[[ DATASET CONTENT open ]]

impl Service {
    pub fn new(
        chain: ChainType,
        components: Components,
        node: NodeInfo,
        workers: usize,
        work_queue_size: usize,
    ) -> Self {
        let (quit, _) = watch::channel(false);
        let (state, _) = watch::channel(ServiceState::Idle);
        Self {
            chain,
            fetcher: IpldFetcher::new(components.content_store.clone()),
            components,
            node,
            workers: workers.max(1),
            work_queue_size,
            subscriptions: Arc::new(Mutex::new(HashMap::new())),
            quit: Arc::new(quit),
            state: Arc::new(state),
        }
    }

    pub fn chain(&self) -> ChainType {
        self.chain
    }

    pub fn node(&self) -> NodeInfo {
        self.node.clone()
    }

    pub fn state(&self) -> ServiceState {
        *self.state.borrow()
    }

    pub fn components(&self) -> &Components {
        &self.components
    }

    /// Receiver observing the service-wide quit signal
    pub fn quit_receiver(&self) -> watch::Receiver<bool> {
        self.quit.subscribe()
    }

    /// Start the live feed. Every payload is converted, best-effort forwarded
    /// on `forward` for live filtering, and queued for the publish/index
    /// workers. The returned task finishes once the feed ends or the service
    /// stops, after its workers have exited.
    pub async fn sync(
        &self,
        streamer: &dyn PayloadStreamer,
        forward: mpsc::Sender<ConvertedData>,
        payload_capacity: usize,
    ) -> anyhow::Result<JoinHandle<()>> {
        let (payload_sender, mut payload_receiver) = mpsc::channel(payload_capacity.max(1));
        let mut subscription = streamer.stream(payload_sender).await?;
        self.state.send_modify(|state| *state = state.with_sync());

        let (queue, work) = work_queue(self.work_queue_size);
        let workers: Vec<JoinHandle<()>> = (0..self.workers)
            .map(|n| {
                tokio::spawn(publish_and_index(
                    n,
                    work.clone(),
                    self.components.publisher.clone(),
                    self.components.indexer.clone(),
                    self.quit.subscribe(),
                ))
            })
            .collect();
        info!("Syncing with {} publish/index workers", workers.len());

        let converter = self.components.converter.clone();
        let mut quit = self.quit.subscribe();
        Ok(tokio::spawn(async move {
            loop {
                tokio::select! {
                    _ = quit_signaled(&mut quit) => {
                        debug!("sync loop received quit signal");
                        break;
                    }
                    Some(e) = subscription.errors.recv() => {
                        error!("upstream transport error: {e}");
                    }
                    raw = payload_receiver.recv() => {
                        let Some(raw) = raw else {
                            info!("upstream feed ended");
                            break;
                        };
                        let Some(converted) = convert(converter.as_ref(), &raw) else { continue };

                        match forward.try_send(converted.clone()) {
                            Ok(()) => {}
                            Err(TrySendError::Full(_)) => {
                                debug!(
                                    "serve channel full, height {} skips live filtering",
                                    raw.height
                                );
                            }
                            Err(TrySendError::Closed(_)) => {
                                trace!("serve channel closed");
                            }
                        }

                        match queue.push(converted).await {
                            Ok(None) => {}
                            Ok(Some(evicted)) => {
                                warn!("work queue full, evicted height {}", evicted.height());
                            }
                            Err(e) => {
                                error!("{e}");
                                break;
                            }
                        }
                    }
                }
            }

            subscription.unsubscribe();
            drop(queue);
            for worker in workers {
                let _ = worker.await;
            }
            debug!("sync loop exited");
        }))
    }

    /// Start the live fan-out of converted payloads to subscribers
    pub fn serve(&self, mut payloads: mpsc::Receiver<ConvertedData>) -> JoinHandle<()> {
        self.state.send_modify(|state| *state = state.with_serve());
        let service = self.clone();
        let mut quit = self.quit.subscribe();
        tokio::spawn(async move {
            info!("Serving subscriptions");
            loop {
                tokio::select! {
                    _ = quit_signaled(&mut quit) => break,
                    payload = payloads.recv() => match payload {
                        Some(payload) => service.broadcast(&payload).await,
                        None => break,
                    }
                }
            }
            debug!("serve loop exited");
        })
    }

    /// Filter `payload` once per subscription type and deliver the result to
    /// every subscriber of that type without blocking
    #[instrument(skip_all, fields(height = payload.height()))]
    pub async fn broadcast(&self, payload: &ConvertedData) {
        let height = payload.height();
        let filterer = self.components.filterer.clone();
        let mut table = self.subscriptions.lock().await;

        table.retain(|key, sub_type| {
            if sub_type.filter.past_end(height) {
                info!("closing subscriptions of type {key}: height {height} is past their range");
                for sub in sub_type.subscribers.values() {
                    let _ = sub.quit.try_send(());
                }
                return false;
            }

            let bundle = match filterer.filter(&sub_type.filter, payload) {
                Ok(bundle) => bundle,
                Err(e) => {
                    error!("closing subscriptions of type {key}: {e}");
                    for sub in sub_type.subscribers.values() {
                        let _ = sub.payloads.try_send(SubscriptionPayload::error(height, &e));
                        let _ = sub.quit.try_send(());
                    }
                    return false;
                }
            };
            if bundle.is_empty() {
                return true;
            }
            let data = match bundle.encode() {
                Ok(data) => data,
                Err(e) => {
                    error!("unable to encode response for type {key}: {e}");
                    return true;
                }
            };

            sub_type.subscribers.retain(|id, sub| {
                match sub.payloads.try_send(SubscriptionPayload::data(height, data.clone())) {
                    Ok(()) => true,
                    Err(TrySendError::Full(_)) => {
                        debug!("subscriber {id} is lagging, dropping height {height}");
                        true
                    }
                    Err(TrySendError::Closed(_)) => {
                        debug!("subscriber {id} went away");
                        false
                    }
                }
            });
            !sub_type.subscribers.is_empty()
        });
    }

    /// Register a subscriber. Historical filters get an indexed replay
    /// followed by a back-fill complete sentinel; historical-only filters
    /// never join the live broadcast.
    pub async fn subscribe(
        &self,
        id: Uuid,
        payloads: mpsc::Sender<SubscriptionPayload>,
        quit: mpsc::Sender<()>,
        filter: SubscriptionFilter,
    ) -> Result<(), FilterError> {
        filter.validate(self.chain)?;
        let filter = filter.normalized();
        let key = filter.type_key()?;
        let sub = Subscription::new(id, payloads, quit);
        info!("New subscription {id} of type {key}");

        if filter.historical_data() || filter.historical_data_only() {
            tokio::spawn(send_historical(
                self.components.retriever.clone(),
                self.fetcher.clone(),
                filter.clone(),
                sub.clone(),
                self.quit.subscribe(),
            ));
        }

        if !filter.historical_data_only() {
            self.subscriptions
                .lock()
                .await
                .entry(key)
                .or_insert_with(|| SubscriptionType {
                    filter,
                    subscribers: HashMap::new(),
                })
                .subscribers
                .insert(id, sub);
        }
        Ok(())
    }

    /// Remove `id` from every subscription type, dropping types left empty
    pub async fn unsubscribe(&self, id: Uuid) -> bool {
        let mut found = false;
        self.subscriptions.lock().await.retain(|_, sub_type| {
            found |= sub_type.subscribers.remove(&id).is_some();
            !sub_type.subscribers.is_empty()
        });
        if found {
            info!("Unsubscribed {id}");
        }
        found
    }

    pub async fn subscription_count(&self) -> usize {
        self.subscriptions
            .lock()
            .await
            .values()
            .map(|sub_type| sub_type.subscribers.len())
            .sum()
    }

    pub async fn subscription_type_count(&self) -> usize {
        self.subscriptions.lock().await.len()
    }

    /// Signal every loop to quit and close all live subscriptions
    pub async fn stop(&self) {
        info!("Stopping service");
        self.quit.send_replace(true);
        let mut table = self.subscriptions.lock().await;
        for sub in table.values().flat_map(|sub_type| sub_type.subscribers.values()) {
            let _ = sub.quit.try_send(());
        }
        table.clear();
        self.state.send_replace(ServiceState::Stopped);
    }
}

[[ DATASET CONTENT closed ]]

(YOUR INSTRUCTIONS): Print all of the entries exactly as they appear.

(ANSWER SECTION):
impl Service {
    pub fn new(
        chain: ChainType,
        components: Components,
        node: NodeInfo,
        workers: usize,
        work_queue_size: usize,
    ) -> Self {
        let (quit, _) = watch::channel(false);
        let (state, _) = watch::channel(ServiceState::Idle);
        Self {
            chain,
            fetcher: IpldFetcher::new(components.content_store.clone()),
            components,
            node,
            workers: workers.max(1),
            work_queue_size,
            subscriptions: Arc::new(Mutex::new(HashMap::new())),
            quit: Arc::new(quit),
            state: Arc::new(state),
        }
    }

    pub fn chain(&self) -> ChainType {
        self.chain
    }

    pub fn node(&self) -> NodeInfo {
        self.node.clone()
    }

    pub fn state(&self) -> ServiceState {
        *self.state.borrow()
    }

    pub fn components(&self) -> &Components {
        &self.components
    }

    /// Receiver observing the service-wide quit signal
    pub fn quit_receiver(&self) -> watch::Receiver<bool> {
        self.quit.subscribe()
    }

    /// Start the live feed. Every payload is converted, best-effort forwarded
    /// on `forward` for live filtering, and queued for the publish/index
    /// workers. The returned task finishes once the feed ends or the service
    /// stops, after its workers have exited.
    pub async fn sync(
        &self,
        streamer: &dyn PayloadStreamer,
        forward: mpsc::Sender<ConvertedData>,
        payload_capacity: usize,
    ) -> anyhow::Result<JoinHandle<()>> {
        let (payload_sender, mut payload_receiver) = mpsc::channel(payload_capacity.max(1));
        let mut subscription = streamer.stream(payload_sender).await?;
        self.state.send_modify(|state| *state = state.with_sync());

        let (queue, work) = work_queue(self.work_queue_size);
        let workers: Vec<JoinHandle<()>> = (0..self.workers)
            .map(|n| {
                tokio::spawn(publish_and_index(
                    n,
                    work.clone(),
                    self.components.publisher.clone(),
                    self.components.indexer.clone(),
                    self.quit.subscribe(),
                ))
            })
            .collect();
        info!("Syncing with {} publish/index workers", workers.len());

        let converter = self.components.converter.clone();
        let mut quit = self.quit.subscribe();
        Ok(tokio::spawn(async move {
            loop {
                tokio::select! {
                    _ = quit_signaled(&mut quit) => {
                        debug!("sync loop received quit signal");
                        break;
                    }
                    Some(e) = subscription.errors.recv() => {
                        error!("upstream transport error: {e}");
                    }
                    raw = payload_receiver.recv() => {
                        let Some(raw) = raw else {
                            info!("upstream feed ended");
                            break;
                        };
                        let Some(converted) = convert(converter.as_ref(), &raw) else { continue };

                        match forward.try_send(converted.clone()) {
                            Ok(()) => {}
                            Err(TrySendError::Full(_)) => {
                                debug!(
                                    "serve channel full, height {} skips live filtering",
                                    raw.height
                                );
                            }
                            Err(TrySendError::Closed(_)) => {
                                trace!("serve channel closed");
                            }
                        }

                        match queue.push(converted).await {
                            Ok(None) => {}
                            Ok(Some(evicted)) => {
                                warn!("work queue full, evicted height {}", evicted.height());
                            }
                            Err(e) => {
                                error!("{e}");
                                break;
                            }
                        }
                    }
                }
            }

            subscription.unsubscribe();
            drop(queue);
            for worker in workers {
                let _ = worker.await;
            }
            debug!("sync loop exited");
        }))
    }

    /// Start the live fan-out of converted payloads to subscribers
    pub fn serve(&self, mut payloads: mpsc::Receiver<ConvertedData>) -> JoinHandle<()> {
        self.state.send_modify(|state| *state = state.with_serve());
        let service = self.clone();
        let mut quit = self.quit.subscribe();
        tokio::spawn(async move {
            info!("Serving subscriptions");
            loop {
                tokio::select! {
                    _ = quit_signaled(&mut quit) => break,
                    payload = payloads.recv() => match payload {
                        Some(payload) => service.broadcast(&payload).await,
                        None => break,
                    }
                }
            }
            debug!("serve loop exited");
        })
    }

    /// Filter `payload` once per subscription type and deliver the result to
    /// every subscriber of that type without blocking
    #[instrument(skip_all, fields(height = payload.height()))]
    pub async fn broadcast(&self, payload: &ConvertedData) {
        let height = payload.height();
        let filterer = self.components.filterer.clone();
        let mut table = self.subscriptions.lock().await;

        table.retain(|key, sub_type| {
            if sub_type.filter.past_end(height) {
                info!("closing subscriptions of type {key}: height {height} is past their range");
                for sub in sub_type.subscribers.values() {
                    let _ = sub.quit.try_send(());
                }
                return false;
            }

            let bundle = match filterer.filter(&sub_type.filter, payload) {
                Ok(bundle) => bundle,
                Err(e) => {
                    error!("closing subscriptions of type {key}: {e}");
                    for sub in sub_type.subscribers.values() {
                        let _ = sub.payloads.try_send(SubscriptionPayload::error(height, &e));
                        let _ = sub.quit.try_send(());
                    }
                    return false;
                }
            };
            if bundle.is_empty() {
                return true;
            }
            let data = match bundle.encode() {
                Ok(data) => data,
                Err(e) => {
                    error!("unable to encode response for type {key}: {e}");
                    return true;
                }
            };

            sub_type.subscribers.retain(|id, sub| {
                match sub.payloads.try_send(SubscriptionPayload::data(height, data.clone())) {
                    Ok(()) => true,
                    Err(TrySendError::Full(_)) => {
                        debug!("subscriber {id} is lagging, dropping height {height}");
                        true
                    }
                    Err(TrySendError::Closed(_)) => {
                        debug!("subscriber {id} went away");
                        false
                    }
                }
            });
            !sub_type.subscribers.is_empty()
        });
    }

    /// Register a subscriber. Historical filters get an indexed replay
    /// followed by a back-fill complete sentinel; historical-only filters
    /// never join the live broadcast.
    pub async fn subscribe(
        &self,
        id: Uuid,
        payloads: mpsc::Sender<SubscriptionPayload>,
        quit: mpsc::Sender<()>,
        filter: SubscriptionFilter,
    ) -> Result<(), FilterError> {
        filter.validate(self.chain)?;
        let filter = filter.normalized();
        let key = filter.type_key()?;
        let sub = Subscription::new(id, payloads, quit);
        info!("New subscription {id} of type {key}");

        if filter.historical_data() || filter.historical_data_only() {
            tokio::spawn(send_historical(
                self.components.retriever.clone(),
                self.fetcher.clone(),
                filter.clone(),
                sub.clone(),
                self.quit.subscribe(),
            ));
        }

        if !filter.historical_data_only() {
            self.subscriptions
                .lock()
                .await
                .entry(key)
                .or_insert_with(|| SubscriptionType {
                    filter,
                    subscribers: HashMap::new(),
                })
                .subscribers
                .insert(id, sub);
        }
        Ok(())
    }

    /// Remove `id` from every subscription type, dropping types left empty
    pub async fn unsubscribe(&self, id: Uuid) -> bool {
        let mut found = false;
        self.subscriptions.lock().await.retain(|_, sub_type| {
            found |= sub_type.subscribers.remove(&id).is_some();
            !sub_type.subscribers.is_empty()
        });
        if found {
            info!("Unsubscribed {id}");
        }
        found
    }

    pub async fn subscription_count(&self) -> usize {
        self.subscriptions
            .lock()
            .await
            .values()
            .map(|sub_type| sub_type.subscribers.len())
            .sum()
    }

    pub async fn subscription_type_count(&self) -> usize {
        self.subscriptions.lock().await.len()
    }

    /// Signal every loop to quit and close all live subscriptions
    pub async fn stop(&self) {
        info!("Stopping service");
        self.quit.send_replace(true);
        let mut table = self.subscriptions.lock().await;
        for sub in table.values().flat_map(|sub_type| sub_type.subscribers.values()) {
            let _ = sub.quit.try_send(());
        }
        table.clear();
        self.state.send_replace(ServiceState::Stopped);
    }
}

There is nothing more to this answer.